P-splines provide a flexible and computationally efficient smoothing framework and are commonly used for derivative estimation in functional data. Including an additive penalty term in P-splines has been shown to improve estimates of derivatives. We propose a method which incorporates the fast covariance estimation (FACE) algorithm with an additive penalty in P-splines. The proposed method is used to estimate derivatives of covariance for functional data, which play an important role in derivative-based functional principal component analysis (FPCA). Following this, we provide an algorithm for estimating the eigenfunctions and their corresponding scores in derivative-based FPCA. For comparison, we evaluate our algorithm against an existing function \texttt{FPCAder()} in simulation. In addition, we extend the algorithm to multivariate cases, referred to as derivative multivariate functional principal component analysis (DMFPCA). DMFPCA is applied to joint angles in human movement data, where the derivative-based scores demonstrate strong performance in distinguishing locomotion tasks.
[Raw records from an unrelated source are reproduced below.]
use axum::{extract::FromRequestParts, http::header};
use chrono::Utc;
use jsonwebtoken::{DecodingKey, Validation, decode};
use sea_orm::EntityTrait;
use uuid::Uuid;

use crate::{
    domain::GlobalRole,
    dto::auth::Claims,
    entity::sessions::Entity as Sessions,
    error::AppError,
    state::AppState,
};

#[derive(Debug, Clone)]
pub struct AuthUser {
    pub user_id: Uuid,
    pub role: GlobalRole,
    pub session_id: Uuid,
}

pub fn ensure_superadmin(user: &AuthUser) -> Result<(), AppError> {
    if !user.role.is_superadmin() {
        return Err(AppError::Forbidden);
    }
    Ok(())
}

impl FromRequestParts<AppState> for AuthUser {
    type Rejection = AppError;

    async fn from_request_parts(
        parts: &mut axum::http::request::Parts,
        state: &AppState,
    ) -> Result<Self, Self::Rejection> {
        let auth_header = parts
            .headers
            .get(header::AUTHORIZATION)
            .ok_or_else(|| AppError::BadRequest("Missing Authorization header".into()))?;

        let auth_str = auth_header
            .to_str()
            .map_err(|_| AppError::BadRequest("Invalid Authorization header".into()))?;

        if !auth_str.starts_with("Bearer ") {
            return Err(AppError::BadRequest("Invalid Authorization scheme".into()));
        }
        let token = auth_str.trim_start_matches("Bearer ").trim();

        let decoded = decode::<Claims>(
            token,
            &DecodingKey::from_secret(state.config.jwt_secret.as_bytes()),
            &Validation::default(),
        )
        .map_err(|_| AppError::Unauthorized)?;

        let user_id = Uuid::parse_str(&decoded.claims.sub)
            .map_err(|_| AppError::BadRequest("Invalid user id in token".into()))?;
        let session_id = Uuid::parse_str(&decoded.claims.sid)
            .map_err(|_| AppError::BadRequest("Invalid session id in token".into()))?;
        let role = decoded
            .claims
            .role
            .parse::<GlobalRole>()
            .map_err(|_| AppError::BadRequest("Invalid role in token".into()))?;

        let session = Sessions::find_by_id(session_id).one(&state.orm).await?;
        match session {
            Some(s) if s.user_id == user_id && s.expires_at.with_timezone(&Utc) > Utc::now() => {}
            _ => return Err(AppError::Unauthorized),
        }

        Ok(AuthUser {
            user_id,
            role,
            session_id,
        })
    }
}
翻译：P样条提供了一种灵活且计算高效的平滑框架，常用于函数型数据的导数估计。在P样条中加入加法惩罚项已被证明能改进导数的估计。我们提出一种方法，将快速协方差估计（FACE）算法与P样条中的加法惩罚相结合。所提方法用于估计函数型数据的协方差导数，这在基于导数的函数型主成分分析（FPCA）中起着重要作用。随后，我们提供了一种算法，用于估计基于导数的FPCA中的特征函数及其对应的得分。为进行比较，我们在模拟中评估了我们的算法与现有函数 \texttt{FPCAder()} 的性能。此外，我们将该算法扩展至多元情形，称为导数多元函数型主成分分析（DMFPCA）。DMFPCA应用于人体运动数据中的关节角度，其中基于导数的得分在区分运动任务方面表现出色。